Small Towns in Norway
However, not all the people who were having lunch on a summer afternoon in an Australian small town forgot the story. No one has had nightmares about that day except for one. Only I have kept waking up in a cold sweat for many years, when those ten seconds come back to haunt me at night, without the happy ending of me running over a log; for the rest of them it was nothing more than a fender dent.
Nothing bad happened that afternoon or later in my life. It has been many years since that incident and my life has been a haven in which the irreversible has never tested my audacity to commit suicide. Why is it then, that I still find this afternoon when I did not kill anybody more important than, for instance, the day of my birth or my wedding? Why is it that, sometimes, I still wake up in the middle of the night without being able to breathe, remembering vividly the intense cold of a small town cabin in Norway, wrapped in the ragged blankets of cowardice, anguish and exile; drowning in the guilt of not having the valor to kill myself?
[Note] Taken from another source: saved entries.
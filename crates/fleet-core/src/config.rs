//! fleet.toml configuration parser.

use std::collections::HashMap;
use std::path::Path;
use std::time::Duration;

use anyhow::{bail, Context};
use serde::{Deserialize, Serialize};

use crate::duration::parse_duration;

/// Environment variable that supplies the panel application key when the
/// config file leaves it empty.
pub const PANEL_API_KEY_ENV: &str = "FLEETGRID_PANEL_API_KEY";

/// Environment variable that supplies the panel client key (power actions).
pub const PANEL_CLIENT_KEY_ENV: &str = "FLEETGRID_PANEL_CLIENT_KEY";

#[derive(Debug, Clone, Serialize, Deserialize)]
pub struct FleetConfig {
    pub policy: FleetPolicy,
    pub panel: PanelConfig,
    pub template: InstanceTemplate,
    #[serde(default)]
    pub timing: TimingConfig,
}

/// Sizing rules for the fleet. Read-only once loaded.
#[derive(Debug, Clone, PartialEq, Eq, Serialize, Deserialize)]
pub struct FleetPolicy {
    pub max_players_per_instance: u32,
    pub min_idle_instances: u32,
    pub max_total_instances: u32,
    /// Base port for sequential allocation.
    pub start_port: u16,
    /// Panel instances whose name starts with this prefix belong to the fleet.
    #[serde(default = "default_name_prefix")]
    pub name_prefix: String,
    /// Address handed to players when the panel allocation carries none.
    #[serde(default = "default_public_address")]
    pub public_address: String,
}

fn default_name_prefix() -> String {
    "fleet-".to_string()
}

fn default_public_address() -> String {
    "127.0.0.1".to_string()
}

#[derive(Debug, Clone, Serialize, Deserialize)]
pub struct PanelConfig {
    pub base_url: String,
    /// Application API key (instance CRUD, allocations).
    #[serde(default)]
    pub api_key: String,
    /// Client API key (power actions, live resource state).
    #[serde(default)]
    pub client_api_key: String,
    /// Panel node that hosts the fleet's instances.
    pub node_id: u64,
    #[serde(default = "default_allocation_ip")]
    pub allocation_ip: String,
    #[serde(default = "default_panel_timeout")]
    pub timeout: String,
}

fn default_allocation_ip() -> String {
    "0.0.0.0".to_string()
}

fn default_panel_timeout() -> String {
    "10s".to_string()
}

/// What every provisioned instance looks like on the panel.
#[derive(Debug, Clone, PartialEq, Serialize, Deserialize)]
pub struct InstanceTemplate {
    pub owner_user_id: u64,
    pub egg_id: u64,
    pub docker_image: String,
    pub startup: String,
    pub memory_mb: u64,
    #[serde(default)]
    pub swap_mb: u64,
    pub disk_mb: u64,
    #[serde(default = "default_io_weight")]
    pub io_weight: u32,
    pub cpu_percent: u32,
    #[serde(default)]
    pub environment: HashMap<String, String>,
}

fn default_io_weight() -> u32 {
    500
}

/// Background loop cadence and lifecycle timeouts.
#[derive(Debug, Clone, PartialEq, Eq, Serialize, Deserialize)]
pub struct TimingConfig {
    pub reconcile_interval: String,
    /// How long an instance may sit in `starting` before it is promoted.
    pub starting_timeout: String,
    pub stop_poll_interval: String,
    pub stop_timeout: String,
}

impl Default for TimingConfig {
    fn default() -> Self {
        Self {
            reconcile_interval: "30s".to_string(),
            starting_timeout: "60s".to_string(),
            stop_poll_interval: "2s".to_string(),
            stop_timeout: "60s".to_string(),
        }
    }
}

impl TimingConfig {
    pub fn reconcile_interval(&self) -> Duration {
        parse_duration(&self.reconcile_interval).unwrap_or(Duration::from_secs(30))
    }

    pub fn starting_timeout(&self) -> Duration {
        parse_duration(&self.starting_timeout).unwrap_or(Duration::from_secs(60))
    }

    pub fn stop_poll_interval(&self) -> Duration {
        parse_duration(&self.stop_poll_interval).unwrap_or(Duration::from_secs(2))
    }

    pub fn stop_timeout(&self) -> Duration {
        parse_duration(&self.stop_timeout).unwrap_or(Duration::from_secs(60))
    }

    fn validate(&self) -> anyhow::Result<()> {
        for (field, value) in [
            ("reconcile_interval", &self.reconcile_interval),
            ("starting_timeout", &self.starting_timeout),
            ("stop_poll_interval", &self.stop_poll_interval),
            ("stop_timeout", &self.stop_timeout),
        ] {
            let parsed = parse_duration(value).with_context(|| format!("timing.{field}"))?;
            if parsed.is_zero() && matches!(field, "reconcile_interval" | "stop_poll_interval") {
                bail!("timing.{field} must be greater than zero");
            }
        }
        Ok(())
    }
}

impl PanelConfig {
    pub fn timeout(&self) -> Duration {
        parse_duration(&self.timeout).unwrap_or(Duration::from_secs(10))
    }

    /// Fill empty keys from the environment.
    fn apply_env(&mut self) {
        if self.api_key.is_empty()
            && let Ok(key) = std::env::var(PANEL_API_KEY_ENV)
        {
            self.api_key = key;
        }
        if self.client_api_key.is_empty()
            && let Ok(key) = std::env::var(PANEL_CLIENT_KEY_ENV)
        {
            self.client_api_key = key;
        }
    }
}

impl FleetPolicy {
    pub fn validate(&self) -> anyhow::Result<()> {
        if self.max_players_per_instance == 0 {
            bail!("policy.max_players_per_instance must be greater than zero");
        }
        if self.max_total_instances == 0 {
            bail!("policy.max_total_instances must be greater than zero");
        }
        if self.min_idle_instances > self.max_total_instances {
            bail!(
                "policy.min_idle_instances ({}) exceeds max_total_instances ({})",
                self.min_idle_instances,
                self.max_total_instances
            );
        }
        if u32::from(self.start_port) + self.max_total_instances > u32::from(u16::MAX) {
            bail!(
                "policy.start_port {} leaves no room for {} instances",
                self.start_port,
                self.max_total_instances
            );
        }
        Ok(())
    }
}

impl FleetConfig {
    pub fn from_file(path: &Path) -> anyhow::Result<Self> {
        let content = std::fs::read_to_string(path)
            .with_context(|| format!("reading {}", path.display()))?;
        Self::from_toml_str(&content)
    }

    pub fn from_toml_str(content: &str) -> anyhow::Result<Self> {
        let mut config: FleetConfig = toml::from_str(content)?;
        config.panel.apply_env();
        config.validate()?;
        Ok(config)
    }

    pub fn validate(&self) -> anyhow::Result<()> {
        self.policy.validate()?;
        self.timing.validate()?;
        parse_duration(&self.panel.timeout).context("panel.timeout")?;
        if self.panel.base_url.trim().is_empty() {
            bail!("panel.base_url must not be empty");
        }
        Ok(())
    }

    pub fn to_toml_string(&self) -> anyhow::Result<String> {
        Ok(toml::to_string_pretty(self)?)
    }

    /// Copy with panel keys masked, for printing.
    pub fn redacted(&self) -> Self {
        let mut config = self.clone();
        for key in [&mut config.panel.api_key, &mut config.panel.client_api_key] {
            if !key.is_empty() {
                *key = REDACTED.to_string();
            }
        }
        config
    }
}

const REDACTED: &str = "<redacted>";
It might be the fragility of peace that makes uncertainty so chilling. It might be the astounding speed of misfortune, lurking like a predator in the still of the night, hidden, waiting patiently to take everything from us and leave us clinging to a steering wheel; thinking that the only option is to die alone in a cabin in Norway. Fortunately, it is -almost- always a log and life goes on, peacefully. But we all know, under all the laughter and love and sex and nights with friends and books and music and food, that it is not always a log. Sometimes, it is Norway.